Contemporary reviews were mixed. Rolling Stone defined the show as "one of the most pointless MTV Unplugged segments imaginable", while Rock Hard called Unplugged "the weakest output of the entire KISStory", saved only by a few classic songs. On the other hand, Danny Eccleston in Q observed that "cheatingly, the ambience is muscularly electro-acoustic, but the tunes happily hail from the classic slap period, throwing the simply great pop of 'Goin' Blind' and the Beatley 'Sure Know Something' into pin-sharp focus."

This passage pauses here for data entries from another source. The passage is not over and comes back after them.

//! hyaway-prefs - inspect and edit persisted hyAway preferences
//!
//! Operates on the file-backed stores under the resolved root folder, the
//! same files a running hyAway host reads on startup.

use anyhow::{bail, Context, Result};
use clap::{Parser, Subcommand};
use hyaway_common::config::{RootFolderResolver, TomlConfig, ROOT_FOLDER_ENV};
use hyaway_common::tags;
use hyaway_prefs::{DynStore, FileStorage, PreferenceRegistry};
use serde_json::Value;
use std::path::PathBuf;
use std::sync::Arc;
use tracing::{debug, info};

/// Command-line arguments for hyaway-prefs
#[derive(Parser, Debug)]
#[command(name = "hyaway-prefs")]
#[command(about = "Inspect and edit persisted hyAway preferences")]
#[command(version)]
struct Args {
    /// Folder holding persisted stores (overrides env and config file)
    #[arg(short, long)]
    root: Option<PathBuf>,

    /// Log level when RUST_LOG is not set
    #[arg(long)]
    log_level: Option<String>,

    #[command(subcommand)]
    command: Command,
}

#[derive(Subcommand, Debug)]
enum Command {
    #[command(flatten)]
    Store(StoreCommand),
    /// Print tags in listing order
    Tags {
        raw: Vec<String>,
        /// Group output by namespace
        #[arg(long)]
        grouped: bool,
    },
}

#[derive(Subcommand, Debug)]
enum StoreCommand {
    /// List store names
    Stores,
    /// Print a store's current state as JSON
    Show { store: String },
    /// Print key metadata for a store
    Describe { store: String },
    /// Print one value
    Get { store: String, key: String },
    /// Set one value; VALUE is JSON (`500`, `true`, `"grid"`); bare words are taken as strings
    Set {
        store: String,
        key: String,
        value: String,
        /// Enforce the key's documented bounds
        #[arg(long)]
        checked: bool,
    },
    /// Restore a store (or every store with --all) to defaults
    Reset {
        store: Option<String>,
        #[arg(long)]
        all: bool,
    },
}

fn init_tracing(level: &str) {
    let filter = tracing_subscriber::EnvFilter::try_from_default_env()
        .unwrap_or_else(|_| tracing_subscriber::EnvFilter::new(level));
    tracing_subscriber::fmt()
        .with_env_filter(filter)
        .with_writer(std::io::stderr)
        .init();
}

fn main() -> Result<()> {
    let args = Args::parse();
    let config = TomlConfig::load().context("Failed to load config.toml")?;

    init_tracing(args.log_level.as_deref().unwrap_or(config.log_level()));
    debug!(
        "hyaway-prefs v{} [{}] {} build of {}",
        env!("CARGO_PKG_VERSION"),
        env!("HYAWAY_GIT_REVISION"),
        env!("HYAWAY_BUILD_PROFILE"),
        env!("HYAWAY_BUILD_DATE")
    );

    let command = match args.command {
        Command::Tags { raw, grouped } => {
            print_tags(&raw, grouped);
            return Ok(());
        }
        Command::Store(command) => command,
    };

    let root = RootFolderResolver::new(ROOT_FOLDER_ENV)
        .with_cli_arg(args.root.clone())
        .with_config(&config)
        .resolve();
    info!("Preference root: {}", root.display());

    let registry = PreferenceRegistry::with_defaults(Arc::new(FileStorage::new(root)))?;

    match command {
        StoreCommand::Stores => {
            for name in registry.names() {
                println!("{}", name);
            }
        }
        StoreCommand::Show { store } => {
            let store = registry.by_name(&store)?;
            println!("{}", serde_json::to_string_pretty(&store.snapshot())?);
        }
        StoreCommand::Describe { store } => describe(registry.by_name(&store)?.as_ref()),
        StoreCommand::Get { store, key } => {
            let store = registry.by_name(&store)?;
            match store.get_key(&key) {
                Some(value) => println!("{}", value),
                None => bail!("{} has no key '{}'", store.name(), key),
            }
        }
        StoreCommand::Set {
            store,
            key,
            value,
            checked,
        } => {
            let store = registry.by_name(&store)?;
            let value = parse_value(&value);
            if checked {
                store.set_key_checked(&key, value)?;
            } else {
                store.set_key(&key, value)?;
            }
            info!("{}.{} updated", store.name(), key);
        }
        StoreCommand::Reset { store, all } => match (store, all) {
            (_, true) => registry.reset_all(),
            (Some(name), false) => {
                registry.by_name(&name)?.reset();
            }
            (None, false) => bail!("name a store or pass --all"),
        },
    }

    Ok(())
}

/// JSON if it parses, otherwise the raw text as a string
fn parse_value(raw: &str) -> Value {
    serde_json::from_str(raw).unwrap_or_else(|_| Value::String(raw.to_string()))
}

fn describe(store: &dyn DynStore) {
    println!("{}", store.name());
    for meta in store.metadata() {
        let current = store
            .get_key(meta.key)
            .map(|v| v.to_string())
            .unwrap_or_default();
        println!(
            "  {:<26} {:<8} default {:<10} range {:<24} now {}",
            meta.key,
            meta.kind.as_str(),
            meta.default_value,
            meta.validation_range,
            current
        );
        println!("  {:<26} {}", "", meta.description);
    }
}

fn print_tags(raw: &[String], grouped: bool) {
    if grouped {
        for (namespace, members) in tags::group_by_namespace(raw) {
            let heading = if namespace.is_empty() { "(none)" } else { namespace.as_str() };
            println!("{}", heading);
            for member in members {
                println!("  {}", member);
            }
        }
    } else {
        let mut sorted = raw.to_vec();
        tags::sort_tags(&mut sorted);
        for tag in sorted {
            println!("{}", tag);
        }
    }
}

Retrospective reviews were more positive. AllMusic reviewer stated that the musicians "exceeded expectations and, given their newfound energy, charisma, and love for the music, their performance provided the catalyst for the beginning of a successful world reunion tour." Canadian journalist Martin Popoff remarked how many tracks "sound campfire comfy done this way, the unplugged format exposing the no-brains all-heart pop craft of these songs".

Professional ratings
Review scores
| Source | Rating |
| AllMusic | Star |
| Collector's Guide to Heavy Metal | 7/10 |
| Encyclopedia of Popular Music | Star |
| Entertainment Weekly | A |
| Melodic | Star Half star |
| Q | Star |
| Rock Hard | 6.0/10 |
| The Rolling Stone Album Guide | Star |

==Track listing==

| No. | Title | Writer(s) | Lead vocals | Length |
|---|---|---|---|---|
| 1. | "Comin' Home" | Ace Frehley, Paul Stanley | Stanley | 2:51 |
| 2. | "Plaster Caster" | Gene Simmons | Simmons | 3:17 |
| 3. | "Goin' Blind" | Simmons, Stephen Coronel | Simmons | 3:37 |
| 4. | "Do You Love Me?" | Stanley, Bob Ezrin, Kim Fowley | Stanley | 3:13 |
| 5. | "Domino" | Simmons | Simmons | 3:46 |
| 6. | "Sure Know Something" | Stanley, Vini Poncia | Stanley | 4:14 |
| 7. | "A World Without Heroes" | Stanley, Simmons, Ezrin, Lou Reed | Simmons | 2:57 |
| 8. | "Rock Bottom" | Frehley, Stanley | Stanley | 3:20 |
| 9. | "See You Tonite" | Simmons | Simmons | 2:26 |
| 10. | "I Still Love You" | Stanley, Vinnie Vincent | Stanley | 6:09 |
| 11. | "Every Time I Look at You" | Stanley, Ezrin | Stanley | 4:43 |
| 12. | "2,000 Man" (The Rolling Stones cover) | Mick Jagger, Keith Richards | Frehley | 5:12 |
| 13. | "Beth" | Peter Criss, Ezrin, Stan Penridge | Criss | 2:50 |
| 14. | "Nothin' to Lose" | Simmons | Eric Singer, Criss | 3:42 |
| 15. | "Rock and Roll All Nite" | Stanley, Simmons | Simmons, Frehley, Criss | 4:20 |
| 16. | "Got to Choose" (Japanese release) | Stanley | Stanley | 4:01 |

==Personnel==
- Kiss
- Paul Stanley – acoustic guitar, lead and backing vocals
- Gene Simmons – acoustic bass guitar, lead and backing vocals
- Bruce Kulick – acoustic guitar (all tracks except 12–13)
- Eric Singer – drums (all tracks except 12–13), lead vocals (14)

- Additional musicians
- Ace Frehley – acoustic guitar (12–15), lead vocals (12, 15), backing vocals (14–15)
- Peter Criss – drums (12, 14–15), lead vocals (13–15), backing vocals (14–15)
- Phillip Ashley – piano on "Every Time I Look at You"
- Jon Grindstaff – conductor, string arrangements on "Every Time I Look at You"

- Production
- Alex Coletti – producer
- Joe Perota – director
- Randy Ezratty – engineer
- James 'Jimbo' Barton – mixing
- Ralph Patlan, Tat – mastering at Precision Mastering, Hollywood
- Stephen Marcussen, Don C. Tyler – mastering assistants
- Susan McEowen – design
- Tim Rozner, Tommy Thayer – production coordinators

==Charts==

| Chart (1996) | Peak position |
|---|---|
| Australian Albums (ARIA) | 4 |
| Austrian Albums (Ö3 Austria) | 16 |
| Canada Top Albums/CDs (RPM) | 20 |
| Dutch Albums (Album Top 100) | 32 |
| Finnish Albums (Suomen virallinen lista) | 18 |
| German Albums (Offizielle Top 100) | 47 |
| Japanese Albums (Oricon) | 60 |
| Norwegian Albums (VG-lista) | 9 |
| Scottish Albums (Official Charts) | 96 |
| Swedish Albums (Sverigetopplistan) | 5 |
| Swiss Albums (Schweizer Hitparade) | 35 |
| UK Albums (Official Charts) | 74 |
| UK Rock & Metal Albums (Official Charts) | 7 |
| US Billboard 200 | 15 |

==Certifications==

| Region | Certification | Certified units/sales |
| Argentina (CAPIF) | Gold | 30,000^{^} |
| United States (RIAA) | Gold | 500,000^{^} |
| United States (RIAA) Video | Gold | 50,000^{^} |
^{^} Shipments figures based on certification alone.